The role of chief financial officer is beset by challenges, from handling new accounting standards to wider regulation and evolution of corporate treasury in the face of risk-averse banks. So top finance chiefs are reaching out to technology partners to handle these increased demands and limit the growth of associated costs.
In the 2015 Financial Executives International CFO Technology Study, analysts at Gartner found that business intelligence (BI), analytics and performance management were the top areas for CFO IT interest.
According to analysts John Van Decker and Christopher Iervolino: “Most technology constraints concern the lack of business insight or BI availability, and the inability to use business applications for process efficiency.”
Here are six key issues chief financial officers face and the technology that can help them.
Getting valuable business intelligence
Data warehousing is a technology that lets firms store and retrieve huge data sets, allowing the user to get valuable insights from an enormous scale of information. Typically employed by very large businesses, this lends itself to complex analysis of business intelligence and even real-time BI.
“With BI there is still a high degree of manual operation that tends to cover basic reporting requirements,” says Irfan Khan at SAP. “If it is providing analysis into specific areas of market risk, credit risk or other nitty-gritty risk associations within the business, there is often a long tail of legacy technology that you have to deal with.”
Rather than using multiple data bases for business silos, a data warehouse operates at a scale that can work across the whole enterprise.
Balancing financial and risk management
Chief financial officers increasingly need to balance financial and risk data to show a single set of figures. In finance this is often the case to support stress tests that regulators use to assess a company’s strength. In these circumstances, the ability to crunch massive data sets is of real value. Big data systems have something of a misnomer as they not only handle large chunks of data, they can also handle high-speed data processing and in some cases tackle processing of unstructured data, such written documents rather than purely structured numerical data.
Mark Sykes, chief operating officer at high-performance computing specialist Kx, says: “The open source movement has made the cost of entry of this type of technology much lower than it would have been historically. If you just roll back ten years you would have needed very expensive mainframe or big-iron technology to be able to run this, unless you were using a database like Kx.”
Understanding organisational complexity
Knowing your business inside out is no simple matter. For a chief financial officer, who wants to get to grips with the assets, costs and processes involved in an enterprise of any size, they will need business modelling tools that can create a whole enterprise model, from strategy over business processes to information architectures, application landscapes and services.

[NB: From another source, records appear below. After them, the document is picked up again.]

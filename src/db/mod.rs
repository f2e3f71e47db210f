use anyhow::Result;
use sqlx::{
    Pool, Sqlite,
    sqlite::{SqliteConnectOptions, SqlitePoolOptions},
};
use std::{str::FromStr, time::Duration};

pub mod feedback_store;
pub mod user_store;

pub use feedback_store::FeedbackStore;
pub use user_store::UserStore;

pub type DbPool = Pool<Sqlite>;

/// Initialize the database connection pool
pub async fn init_db_pool(database_url: &str) -> Result<DbPool> {
    // Create the database if it doesn't exist; feedback rows rely on the
    // users foreign key being enforced
    let options = SqliteConnectOptions::from_str(database_url)?
        .create_if_missing(true)
        .foreign_keys(true);

    // Create connection pool
    let pool = SqlitePoolOptions::new()
        .max_connections(5)
        .acquire_timeout(Duration::from_secs(3))
        .connect_with(options)
        .await?;

    // Run migrations
    setup_database(&pool).await?;

    Ok(pool)
}

/// Set up the database schema
async fn setup_database(pool: &DbPool) -> Result<()> {
    sqlx::query(
        r#"
        CREATE TABLE IF NOT EXISTS users (
            username TEXT PRIMARY KEY NOT NULL CHECK (length(username) BETWEEN 1 AND 20),
            password TEXT NOT NULL,
            email TEXT NOT NULL UNIQUE CHECK (length(email) <= 50),
            first_name TEXT NOT NULL CHECK (length(first_name) <= 30),
            last_name TEXT NOT NULL CHECK (length(last_name) <= 30),
            session_nonce TEXT NOT NULL DEFAULT (lower(hex(randomblob(16))))
        );
        "#,
    )
    .execute(pool)
    .await?;

    sqlx::query(
        r#"
        CREATE TABLE IF NOT EXISTS feedback (
            id INTEGER PRIMARY KEY AUTOINCREMENT,
            title TEXT NOT NULL CHECK (length(title) <= 100),
            content TEXT NOT NULL,
            username TEXT REFERENCES users(username)
        );
        "#,
    )
    .execute(pool)
    .await?;

    sqlx::query("CREATE INDEX IF NOT EXISTS idx_feedback_username ON feedback(username);")
        .execute(pool)
        .await?;

    tracing::debug!("Database schema ready");
    Ok(())
}

#[cfg(test)]
pub(crate) mod testing {
    use super::*;
    use std::path::PathBuf;

    /// Throwaway database file, removed on drop
    pub struct TestDb {
        pub pool: DbPool,
        path: PathBuf,
    }

    impl TestDb {
        pub async fn new() -> Self {
            let path = std::env::temp_dir()
                .join(format!("feedback_test_{}.db", uuid::Uuid::new_v4()));
            let url = format!("sqlite://{}", path.display());
            let pool = init_db_pool(&url).await.expect("Failed to initialize database");
            Self { pool, path }
        }
    }

    impl Drop for TestDb {
        fn drop(&mut self) {
            for suffix in ["", "-wal", "-shm"] {
                let mut file = self.path.clone().into_os_string();
                file.push(suffix);
                let _ = std::fs::remove_file(file);
            }
        }
    }
}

Tools such as Software AG’s ARIS and IBM’s Blueworks Live can be used to model processes within a firm and, combined with other analytics, they can then be used to establish the technology assets underpinning the organisation. In Gartner’s CFO study, business process management tools were ranked as a top-three investment priority over the next three years by 21 per cent of respondents.
The loss of financial information, customer information or actual assets weighs heavily upon the finance team. According to the Gartner CFO study, IT security was the top investment for larger organisations.
Yet defending against cyber attacks is notoriously difficult. In the UK, 22 per cent of firms have suffered a data loss in the last 12 months, according to the 2016 Dell EMC Global Data Protection Index, yet the UK is the seventh highest country for having businesses ahead of the curve in cyber security.
To get ahead of the cyber criminals, firms are turning to systems powered by artificial intelligence that are able to learn to spot new attacks rather than relying upon the pattern of previous attacks, either as specific deployments of general machine-learning systems, such as IBM’s Watson, or dedicated systems like Cylance.
Cross-border growth and compliance
As businesses grow they are exposed to the rules and accounting standards of different countries, and of the finances for companies they acquire or merge with. Using the point solutions that are already in place at acquired firms or buying local point solutions and trying to integrate them can be a major challenge.
“Using the same set of financial data, using the same chartered accountants, what we call a financial data model assists in the rest of the organisation,” says Mark Nittler, vice president at on-demand financial management solution provider Workday. “So things like an aggregate view of revenue can happen automatically. That whole process of supporting a regional operation as it is getting going, as well as how that regional operation or new acquisition folds into the existing model, means cloud can be a huge advantage.”
Real-time analytics can allow a business to keep track of performance in an environment that is seeing volatility in currencies, commodities and in political risk. The finance department is undergoing transformation just as much as any other part of the business to streamline processes, to improve operational control and to provide a better level of information for senior business managers to make strategic decisions. Understanding performance is both challenging and dynamic.
“Without proper documentation and insight, organisations risk failing to deliver the anticipated business value,” says Charlie Platt, sales director for financial services at Software AG.
In an increasingly complex situation, the ability to capture the current operating model – the end-to-end processes, systems, technologies and the people that use them – and determine a future model is critical to understanding where efficiencies can be made, analysing the impact and cost implications of change, and assuring successful implementation.
“Utilising real-time and in-memory analytics can provide more timely insights without many of the limitations of traditional business intelligence tools and data mining,” says Mr Platt.